Search the records below for the word "every". Copy each line where it occurs.

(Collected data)
--------------------------------------------------

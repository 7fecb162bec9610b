//! Cooling service - CRUD over cooling records and the thermal endpoints.

use async_trait::async_trait;
use std::sync::Arc;
use uuid::Uuid;

use crate::domain::{CoolingData, CoolingDraft, CoolingRecord};
use crate::errors::{AppError, AppResult};
use crate::infra::UnitOfWork;
use crate::types::{Paginated, PaginationParams};

/// Which records an operation may touch.
#[derive(Debug, Clone, Copy, PartialEq, Eq)]
pub enum CoolingScope {
    All,
    OwnedBy(Uuid),
}

impl CoolingScope {
    fn owner(self) -> Option<Uuid> {
        match self {
            CoolingScope::All => None,
            CoolingScope::OwnedBy(id) => Some(id),
        }
    }
}

/// Writable fields of a record as sent by clients.
#[derive(Debug, Clone, Default, PartialEq)]
pub struct CoolingInput {
    pub name: Option<String>,
    pub data: CoolingData,
    /// Explicit owner; `None` keeps the current one (or the caller on create)
    pub owner: Option<Uuid>,
}

#[async_trait]
pub trait CoolingService: Send + Sync {
    async fn list(
        &self,
        scope: CoolingScope,
        params: PaginationParams,
    ) -> AppResult<Paginated<CoolingRecord>>;

    async fn get(&self, scope: CoolingScope, id: i64) -> AppResult<CoolingRecord>;

    async fn create(&self, caller: Uuid, input: CoolingInput) -> AppResult<CoolingRecord>;

    /// Full replace: fields left out of `input` become null
    async fn replace(
        &self,
        scope: CoolingScope,
        id: i64,
        input: CoolingInput,
    ) -> AppResult<CoolingRecord>;

    async fn delete(&self, scope: CoolingScope, id: i64) -> AppResult<()>;
}

/// Concrete implementation of CoolingService using Unit of Work.
pub struct CoolingManager<U: UnitOfWork> {
    uow: Arc<U>,
}

impl<U: UnitOfWork> CoolingManager<U> {
    pub fn new(uow: Arc<U>) -> Self {
        Self { uow }
    }

    async fn ensure_owner_exists(&self, owner: Uuid) -> AppResult<()> {
        if self.uow.users().find_by_id(owner).await?.is_none() {
            return Err(AppError::validation(format!(
                "Invalid owner \"{}\" - object does not exist.",
                owner
            )));
        }
        Ok(())
    }
}

#[async_trait]
impl<U: UnitOfWork> CoolingService for CoolingManager<U> {
    async fn list(
        &self,
        scope: CoolingScope,
        params: PaginationParams,
    ) -> AppResult<Paginated<CoolingRecord>> {
        let page = params.page.max(1);
        let per_page = params.limit();
        let (records, total) = self.uow.coolings().list(scope.owner(), params).await?;

        Ok(Paginated::new(records, page, per_page, total))
    }

    async fn get(&self, scope: CoolingScope, id: i64) -> AppResult<CoolingRecord> {
        self.uow
            .coolings()
            .find(id, scope.owner())
            .await?
            .ok_or(AppError::NotFound)
    }

    async fn create(&self, caller: Uuid, input: CoolingInput) -> AppResult<CoolingRecord> {
        let owner_id = match input.owner {
            Some(owner) if owner != caller => {
                self.ensure_owner_exists(owner).await?;
                owner
            }
            _ => caller,
        };

        let record = self
            .uow
            .coolings()
            .create(CoolingDraft {
                name: input.name,
                data: input.data,
                owner_id: Some(owner_id),
            })
            .await?;

        tracing::info!(cooling_id = record.cooling.id, owner_id = %owner_id, "Cooling record created");
        Ok(record)
    }

    async fn replace(
        &self,
        scope: CoolingScope,
        id: i64,
        input: CoolingInput,
    ) -> AppResult<CoolingRecord> {
        let existing = self.get(scope, id).await?;

        let owner_id = match input.owner {
            Some(owner) => {
                if existing.cooling.owner_id != Some(owner) {
                    self.ensure_owner_exists(owner).await?;
                }
                Some(owner)
            }
            None => existing.cooling.owner_id,
        };

        self.uow
            .coolings()
            .replace(
                id,
                CoolingDraft {
                    name: input.name,
                    data: input.data,
                    owner_id,
                },
            )
            .await
    }

    async fn delete(&self, scope: CoolingScope, id: i64) -> AppResult<()> {
        self.get(scope, id).await?;
        self.uow.coolings().delete(id).await?;
        tracing::info!(cooling_id = id, "Cooling record deleted");
        Ok(())
    }
}
//! Background jobs processed by the apalis worker (`jobs work`).

mod email_job;
mod queue;

pub use email_job::{email_job_handler, EmailJob, PasswordResetEmail};
pub use queue::{EmailQueue, PostgresEmailQueue};

#[cfg(any(test, feature = "test-utils"))]
pub use queue::MockEmailQueue;
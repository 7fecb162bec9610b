//! Application state - Dependency injection container.

use std::sync::Arc;

use crate::config::Config;
use crate::infra::{CacheStore, Database};
use crate::jobs::EmailQueue;
use crate::services::{AccountService, AuthService, CoolingService, ServiceContainer, Services};

/// Application state shared by every handler.
#[derive(Clone)]
pub struct AppState {
    pub auth_service: Arc<dyn AuthService>,
    pub account_service: Arc<dyn AccountService>,
    pub cooling_service: Arc<dyn CoolingService>,
    /// Redis cache (rate limits, profile cache)
    pub cache: Arc<dyn CacheStore>,
    pub database: Arc<Database>,
}

impl AppState {
    /// Build every service over the database connection.
    pub fn from_config(
        database: Arc<Database>,
        cache: Arc<dyn CacheStore>,
        emails: Arc<dyn EmailQueue>,
        config: Config,
    ) -> Self {
        let container = Services::from_connection(database.get_connection(), emails, config);
        Self::from_container(&container, cache, database)
    }

    /// Take the services out of any container (real or mock).
    pub fn from_container(
        container: &dyn ServiceContainer,
        cache: Arc<dyn CacheStore>,
        database: Arc<Database>,
    ) -> Self {
        Self {
            auth_service: container.auth(),
            account_service: container.accounts(),
            cooling_service: container.coolings(),
            cache,
            database,
        }
    }
}
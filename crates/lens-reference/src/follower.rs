//! Live follower check shared by the follower-only gates

use lens_core::prelude::*;

/// Whether `actor` may act as a follower of `profile` right now.
///
/// The profile owner always passes. Anyone else must currently hold at least
/// one follow NFT of the profile; having followed in the past is not enough.
pub fn is_follower(profiles: &dyn ProfileRegistry, profile: ProfileId, actor: &Address) -> bool {
    if profiles.profile_owner(profile).as_ref() == Some(actor) {
        return true;
    }
    profiles.follow_nft_balance(profile, actor) > 0
}

/// [`is_follower`] as a call guard
pub fn ensure_follower(
    profiles: &dyn ProfileRegistry,
    profile: ProfileId,
    actor: &Address,
) -> Result<()> {
    if !is_follower(profiles, profile, actor) {
        tracing::debug!(%profile, %actor, "actor holds no follow nft");
        return Err(ModuleError::NotAFollower {
            actor: *actor,
            profile,
        });
    }
    Ok(())
}
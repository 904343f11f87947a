//! In-memory asset registry double for unit tests

use lens_core::prelude::*;
use lens_core::QueryError;
use parking_lot::RwLock;
use std::collections::HashMap;
use std::sync::atomic::{AtomicUsize, Ordering};

#[derive(Default)]
pub struct MockAssets {
    balances: RwLock<HashMap<(Address, Address), Amount>>,
    owners: RwLock<HashMap<(Address, TokenId), Address>>,
    multi: RwLock<HashMap<(Address, TokenId, Address), Amount>>,
    unavailable: RwLock<bool>,
    queries: AtomicUsize,
}

impl MockAssets {
    pub fn give(&self, asset: Address, holder: Address, amount: Amount) {
        *self.balances.write().entry((asset, holder)).or_insert(0) += amount;
    }

    pub fn take_all(&self, asset: Address, holder: Address) {
        self.balances.write().remove(&(asset, holder));
    }

    pub fn set_owner(&self, asset: Address, token_id: TokenId, owner: Address) {
        self.owners.write().insert((asset, token_id), owner);
    }

    pub fn give_multi(&self, asset: Address, token_id: TokenId, holder: Address, amount: Amount) {
        *self
            .multi
            .write()
            .entry((asset, token_id, holder))
            .or_insert(0) += amount;
    }

    pub fn set_unavailable(&self, unavailable: bool) {
        *self.unavailable.write() = unavailable;
    }

    /// Number of queries answered so far
    pub fn queries(&self) -> usize {
        self.queries.load(Ordering::SeqCst)
    }

    fn record(&self) -> std::result::Result<(), QueryError> {
        self.queries.fetch_add(1, Ordering::SeqCst);
        if *self.unavailable.read() {
            return Err(QueryError::Unavailable("mock offline".into()));
        }
        Ok(())
    }
}

impl AssetRegistry for MockAssets {
    fn balance_of(&self, asset: &Address, holder: &Address) -> std::result::Result<Amount, QueryError> {
        self.record()?;
        Ok(self
            .balances
            .read()
            .get(&(*asset, *holder))
            .copied()
            .unwrap_or(0))
    }

    fn owner_of(&self, asset: &Address, token_id: TokenId) -> std::result::Result<Address, QueryError> {
        self.record()?;
        self.owners
            .read()
            .get(&(*asset, token_id))
            .copied()
            .ok_or(QueryError::NonexistentToken {
                asset: *asset,
                token_id,
            })
    }

    fn multi_token_balance_of(
        &self,
        asset: &Address,
        token_id: TokenId,
        holder: &Address,
    ) -> std::result::Result<Amount, QueryError> {
        self.record()?;
        Ok(self
            .multi
            .read()
            .get(&(*asset, token_id, *holder))
            .copied()
            .unwrap_or(0))
    }
}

--------------------------------------------------

WRITTEN ANSWER:
/// Application state shared by every handler.
    /// Build every service over the database connection.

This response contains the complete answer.